Lily&Q’s say…The early days of treating HIV usually involved serious medicines which often left us with other side effects than just barfing a few times or losing our hair.
Many early drug therapies like most all medicines are eliminated from the body through the liver or kidneys, but the HIV meds were unusually hard to clear and most were given in close to toxic quantities making things worse.
it was all they knew how to do back then.
If we were lucky enough to make it through the 1990’s without kidney damage that lead to dialysis we are “knocking on wood”…Not to be confused with the “Wood”…LOL!

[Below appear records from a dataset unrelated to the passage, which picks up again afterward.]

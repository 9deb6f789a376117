use std::sync::{mpsc, Arc};

use ingest_core::{Effect, JobState, Msg, RawSample};
use ingest_engine::{
    EngineError, EngineEvent, EngineHandle, EventSink, JobStatus, ReportedState, ReqwestSampler,
    SamplerSettings,
};
use ingest_logging::{ingest_debug, ingest_info};

/// Executes core effects against the engine.
pub struct EffectRunner {
    engine: EngineHandle,
}

impl EffectRunner {
    pub fn new(settings: SamplerSettings, msg_tx: mpsc::Sender<Msg>) -> Result<Self, EngineError> {
        ingest_info!("sampling status from {}", settings.status_url);
        let sampler = Arc::new(ReqwestSampler::new(settings)?);
        let engine = EngineHandle::new(sampler, Arc::new(MsgSink { msg_tx }))?;
        Ok(Self { engine })
    }

    pub fn run(&self, effects: Vec<Effect>) {
        for effect in effects {
            match effect {
                Effect::StartPolling { interval } => {
                    ingest_info!("StartPolling interval={:?}", interval);
                    self.engine.start_polling(interval);
                }
                Effect::StopPolling => {
                    ingest_info!("StopPolling");
                    self.engine.stop_polling();
                }
                Effect::RequestStatus { job_ids } => {
                    ingest_logging::set_poll_cycle(ingest_logging::poll_cycle() + 1);
                    ingest_debug!("RequestStatus jobs={:?}", job_ids);
                    self.engine.sample(job_ids);
                }
                Effect::StartAnimation { interval } => {
                    ingest_debug!("StartAnimation interval={:?}", interval);
                    self.engine.start_animation(interval);
                }
                Effect::StopAnimation => self.engine.stop_animation(),
            }
        }
    }

    pub fn shutdown(self) {
        self.engine.shutdown();
    }
}

struct MsgSink {
    msg_tx: mpsc::Sender<Msg>,
}

impl EventSink for MsgSink {
    fn emit(&self, event: EngineEvent) {
        let _ = self.msg_tx.send(to_msg(event));
    }
}

fn to_msg(event: EngineEvent) -> Msg {
    match event {
        EngineEvent::PollTick => Msg::PollTick,
        EngineEvent::AnimationTick { at } => Msg::AnimationTick { now: at },
        EngineEvent::StatusSampled {
            result: Ok(batch),
            observed_at,
        } => Msg::StatusSampled {
            samples: batch
                .into_iter()
                .map(|(job_id, status)| (job_id, map_status(status)))
                .collect(),
            observed_at,
        },
        EngineEvent::StatusSampled { result: Err(err), .. } => Msg::SampleFailed {
            reason: err.to_string(),
        },
    }
}

fn map_status(status: JobStatus) -> RawSample {
    RawSample::reported(
        status.total,
        status.encoded,
        status.percentage,
        map_state(status.state),
        status.in_progress,
        status.complete,
        status.error,
    )
}

fn map_state(state: ReportedState) -> JobState {
    match state {
        ReportedState::Unknown => JobState::Unknown,
        ReportedState::Waiting => JobState::Waiting,
        ReportedState::Processing => JobState::Processing,
        ReportedState::Completed => JobState::Completed,
        ReportedState::Error => JobState::Error,
    }
}

#[cfg(test)]
mod tests {
    use std::collections::BTreeMap;
    use std::time::Instant;

    use ingest_engine::{FailureKind, SampleError};

    use super::*;

    #[test]
    fn sampled_statuses_become_clamped_raw_samples() {
        let observed_at = Instant::now();
        let batch = BTreeMap::from([(
            "http://a".to_string(),
            JobStatus {
                total: 10,
                encoded: 12,
                percentage: 100.0,
                state: ReportedState::Processing,
                in_progress: false,
                complete: true,
                error: None,
            },
        )]);

        let msg = to_msg(EngineEvent::StatusSampled {
            result: Ok(batch),
            observed_at,
        });

        let (samples, at) = match msg {
            Msg::StatusSampled {
                samples,
                observed_at,
            } => (samples, observed_at),
            other => panic!("expected StatusSampled, got {other:?}"),
        };
        assert_eq!(at, observed_at);
        assert_eq!(samples["http://a"].encoded, 10);
        assert_eq!(samples["http://a"].state, JobState::Completed);
    }

    #[test]
    fn transport_errors_become_sample_failures() {
        let msg = to_msg(EngineEvent::StatusSampled {
            result: Err(SampleError {
                kind: FailureKind::HttpStatus(502),
                message: "502 Bad Gateway".to_string(),
            }),
            observed_at: Instant::now(),
        });
        assert_eq!(
            msg,
            Msg::SampleFailed {
                reason: "http status 502: 502 Bad Gateway".to_string()
            }
        );
    }

    #[test]
    fn ticks_map_one_to_one() {
        let at = Instant::now();
        assert_eq!(to_msg(EngineEvent::PollTick), Msg::PollTick);
        assert_eq!(
            to_msg(EngineEvent::AnimationTick { at }),
            Msg::AnimationTick { now: at }
        );
    }
}
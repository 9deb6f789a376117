use std::fs;
use std::path::{Path, PathBuf};
use std::time::Duration;

use ingest_core::{TrackerConfig, LEGACY_POLL_INTERVAL};
use ingest_engine::SamplerSettings;
use serde::{Deserialize, Serialize};
use thiserror::Error;

use crate::cli::Cli;

#[derive(Debug, Error)]
pub enum ConfigError {
    #[error("cannot read {path:?}: {source}")]
    Read {
        path: PathBuf,
        source: std::io::Error,
    },
    #[error("cannot parse {path:?}: {source}")]
    Parse {
        path: PathBuf,
        source: ron::error::SpannedError,
    },
    #[error(transparent)]
    Invalid(#[from] ingest_core::ConfigError),
    #[error("cannot serialize config: {0}")]
    Serialize(#[from] ron::Error),
}

const DEFAULT_LOG_FILE: &str = "ingest_watch.log";

/// On-disk configuration. Every field is optional in the file.
#[derive(Debug, Clone, PartialEq, Serialize, Deserialize)]
#[serde(default)]
pub struct AppConfig {
    pub status_url: String,
    pub jobs: Vec<String>,
    pub poll_interval_ms: u64,
    pub animation_interval_ms: u64,
    pub default_velocity: f64,
    pub connect_timeout_ms: u64,
    pub request_timeout_ms: u64,
    pub exit_when_idle: bool,
    pub log_file: PathBuf,
}

impl Default for AppConfig {
    fn default() -> Self {
        let tracker = TrackerConfig::default();
        let sampler = SamplerSettings::default();
        Self {
            status_url: sampler.status_url,
            jobs: Vec::new(),
            poll_interval_ms: millis(tracker.poll_interval),
            animation_interval_ms: millis(tracker.animation_interval),
            default_velocity: tracker.default_velocity,
            connect_timeout_ms: millis(sampler.connect_timeout),
            request_timeout_ms: millis(sampler.request_timeout),
            exit_when_idle: false,
            log_file: PathBuf::from(DEFAULT_LOG_FILE),
        }
    }
}

impl AppConfig {
    /// Overlays command-line flags; jobs given on the command line are added
    /// after the ones from the file.
    pub fn apply_cli(mut self, cli: &Cli) -> Self {
        if let Some(url) = &cli.status_url {
            self.status_url = url.clone();
        }
        for job in &cli.jobs {
            if !self.jobs.contains(job) {
                self.jobs.push(job.clone());
            }
        }
        if cli.legacy_poll {
            self.poll_interval_ms = millis(LEGACY_POLL_INTERVAL);
        }
        if let Some(ms) = cli.poll_interval_ms {
            self.poll_interval_ms = ms;
        }
        if let Some(ms) = cli.animation_interval_ms {
            self.animation_interval_ms = ms;
        }
        if let Some(velocity) = cli.default_velocity {
            self.default_velocity = velocity;
        }
        self.exit_when_idle |= cli.exit_when_idle;
        if let Some(path) = &cli.log_file {
            self.log_file = path.clone();
        }
        self
    }

    pub fn tracker_config(&self) -> Result<TrackerConfig, ConfigError> {
        let config = TrackerConfig {
            poll_interval: Duration::from_millis(self.poll_interval_ms),
            animation_interval: Duration::from_millis(self.animation_interval_ms),
            default_velocity: self.default_velocity,
            ..TrackerConfig::default()
        };
        Ok(config.validated()?)
    }

    pub fn sampler_settings(&self) -> SamplerSettings {
        SamplerSettings {
            status_url: self.status_url.clone(),
            connect_timeout: Duration::from_millis(self.connect_timeout_ms),
            request_timeout: Duration::from_millis(self.request_timeout_ms),
            ..SamplerSettings::default()
        }
    }

    pub fn to_ron(&self) -> Result<String, ConfigError> {
        Ok(ron::ser::to_string_pretty(
            self,
            ron::ser::PrettyConfig::new(),
        )?)
    }
}

pub fn load(path: &Path) -> Result<AppConfig, ConfigError> {
    let content = fs::read_to_string(path).map_err(|source| ConfigError::Read {
        path: path.to_path_buf(),
        source,
    })?;
    ron::from_str(&content).map_err(|source| ConfigError::Parse {
        path: path.to_path_buf(),
        source,
    })
}

fn millis(duration: Duration) -> u64 {
    u64::try_from(duration.as_millis()).unwrap_or(u64::MAX)
}
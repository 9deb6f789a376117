use std::time::Duration;

use ingest_engine::{
    FailureKind, JobStatus, ReportedState, ReqwestSampler, SamplerSettings, StatusSampler,
};
use pretty_assertions::assert_eq;
use serde_json::json;
use wiremock::matchers::{body_json, header, method, path};
use wiremock::{Mock, MockServer, ResponseTemplate};

fn sampler_for(server: &MockServer) -> ReqwestSampler {
    ReqwestSampler::new(SamplerSettings::new(format!("{}/status", server.uri()))).expect("client")
}

fn ids(values: &[&str]) -> Vec<String> {
    values.iter().map(|value| value.to_string()).collect()
}

#[tokio::test]
async fn sampler_posts_ids_and_parses_statuses() {
    let server = MockServer::start().await;
    Mock::given(method("POST"))
        .and(path("/status"))
        .and(header("content-type", "application/json"))
        .and(body_json(json!({ "backends": ["http://a", "http://b"] })))
        .respond_with(ResponseTemplate::new(200).set_body_json(json!({
            "http://a": {
                "total": 10,
                "encoded": 5,
                "percentage": 50.0,
                "state": "processing",
                "in_progress": true,
                "complete": false,
                "error": null
            },
            "http://b": {
                "total": 4,
                "encoded": 4,
                "percentage": 100,
                "state": "completed",
                "in_progress": false,
                "complete": true
            }
        })))
        .mount(&server)
        .await;

    let sampler = sampler_for(&server);
    let batch = sampler
        .sample(&ids(&["http://a", "http://b"]))
        .await
        .expect("sample ok");

    assert_eq!(
        batch["http://a"],
        JobStatus {
            total: 10,
            encoded: 5,
            percentage: 50.0,
            state: ReportedState::Processing,
            in_progress: true,
            complete: false,
            error: None,
        }
    );
    assert_eq!(batch["http://b"].state, ReportedState::Completed);
    assert!(batch["http://b"].complete);
}

#[tokio::test]
async fn unknown_ids_are_absent_not_errors() {
    let server = MockServer::start().await;
    Mock::given(method("POST"))
        .and(path("/status"))
        .respond_with(ResponseTemplate::new(200).set_body_json(json!({
            "http://a": { "state": "waiting", "total": 0 }
        })))
        .mount(&server)
        .await;

    let sampler = sampler_for(&server);
    let batch = sampler
        .sample(&ids(&["http://a", "http://ghost"]))
        .await
        .expect("sample ok");

    assert_eq!(batch.len(), 1);
    assert_eq!(batch["http://a"].state, ReportedState::Waiting);
    assert!(!batch.contains_key("http://ghost"));
}

#[tokio::test]
async fn sampler_fails_on_http_status() {
    let server = MockServer::start().await;
    Mock::given(method("POST"))
        .and(path("/status"))
        .respond_with(ResponseTemplate::new(503))
        .mount(&server)
        .await;

    let sampler = sampler_for(&server);
    let err = sampler.sample(&ids(&["http://a"])).await.unwrap_err();
    assert_eq!(err.kind, FailureKind::HttpStatus(503));
}

#[tokio::test]
async fn sampler_fails_on_malformed_body() {
    let server = MockServer::start().await;
    Mock::given(method("POST"))
        .and(path("/status"))
        .respond_with(ResponseTemplate::new(200).set_body_string("<html>oops</html>"))
        .mount(&server)
        .await;

    let sampler = sampler_for(&server);
    let err = sampler.sample(&ids(&["http://a"])).await.unwrap_err();
    assert_eq!(err.kind, FailureKind::MalformedBody);
}

#[tokio::test]
async fn sampler_times_out_on_slow_response() {
    let server = MockServer::start().await;
    Mock::given(method("POST"))
        .and(path("/status"))
        .respond_with(
            ResponseTemplate::new(200)
                .set_delay(Duration::from_millis(250))
                .set_body_json(json!({})),
        )
        .mount(&server)
        .await;

    let settings = SamplerSettings {
        request_timeout: Duration::from_millis(50),
        ..SamplerSettings::new(format!("{}/status", server.uri()))
    };
    let sampler = ReqwestSampler::new(settings).expect("client");
    let err = sampler.sample(&ids(&["http://a"])).await.unwrap_err();
    assert_eq!(err.kind, FailureKind::Timeout);
}

#[tokio::test]
async fn sampler_rejects_too_large_body() {
    let server = MockServer::start().await;
    Mock::given(method("POST"))
        .and(path("/status"))
        .respond_with(ResponseTemplate::new(200).set_body_string("{\"http://a\": {}}"))
        .mount(&server)
        .await;

    let settings = SamplerSettings {
        max_body_bytes: 4,
        ..SamplerSettings::new(format!("{}/status", server.uri()))
    };
    let sampler = ReqwestSampler::new(settings).expect("client");
    let err = sampler.sample(&ids(&["http://a"])).await.unwrap_err();
    assert!(matches!(err.kind, FailureKind::TooLarge { max_bytes: 4, .. }));
}

#[tokio::test]
async fn invalid_status_url_is_reported() {
    let sampler = ReqwestSampler::new(SamplerSettings::new("not a url")).expect("client");
    let err = sampler.sample(&ids(&["http://a"])).await.unwrap_err();
    assert_eq!(err.kind, FailureKind::InvalidUrl);
}

#[tokio::test]
async fn empty_job_set_skips_the_request() {
    let sampler =
        ReqwestSampler::new(SamplerSettings::new("http://127.0.0.1:9/never")).expect("client");
    let batch = sampler.sample(&[]).await.expect("empty batch");
    assert!(batch.is_empty());
}

#[tokio::test]
async fn one_sampler_serves_consecutive_polls() {
    let server = MockServer::start().await;
    Mock::given(method("POST"))
        .and(path("/status"))
        .respond_with(ResponseTemplate::new(200).set_body_json(json!({
            "http://a": { "state": "processing", "total": 10, "encoded": 2 }
        })))
        .expect(3)
        .mount(&server)
        .await;

    let sampler = sampler_for(&server);
    for _ in 0..3 {
        let batch = sampler.sample(&ids(&["http://a"])).await.expect("sample ok");
        assert_eq!(batch["http://a"].encoded, 2);
    }
}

Most people won’t have a symptom of illness with kidney disease until the damage is done, and transplant is the last stage option that isn’t easy to wait around for.
A couple of things: Encourage your friends, family, etc. to be organ donors. Granted they don’t want people with HIV to donate their organs, but organ donation is painless for the donator…Think about it and it might save one or more lives. A true gift that keeps on GIVING!
Living organ transplants are possible in some cases as well, and kidneys have a good chance of not being rejected like other organs. Plus Uncle Bob only needs 1/2 of a kidney so…Pleeeaassssee?

Secondly, try and do the right thing for your kidneys. Take good medical care of yourself. Being on powerful antiretrovirals for years or decades haven’t helped our kidneys at all…let alone if we have any other bad “body-wasting” habits like drinking or drugging. Seek professionals that can help with addiction and the behaviors that make it easy for us to be in bad habits maybe a little more than we should-Wink! For those who have successfully beat back an addiction-MORE POWER TO YOU! Keep your Kidneys happy with kinder & gentler behaviors!

Lastly know your HIV/STI status. Get prompt and sound medical intervention when an STI shows up and remember if you have any “flavor of an STI” then you are at much greater risk of contracting HIV.
Make your life about you and TEST for HIV & STIs TODAY – Know Your STATUS!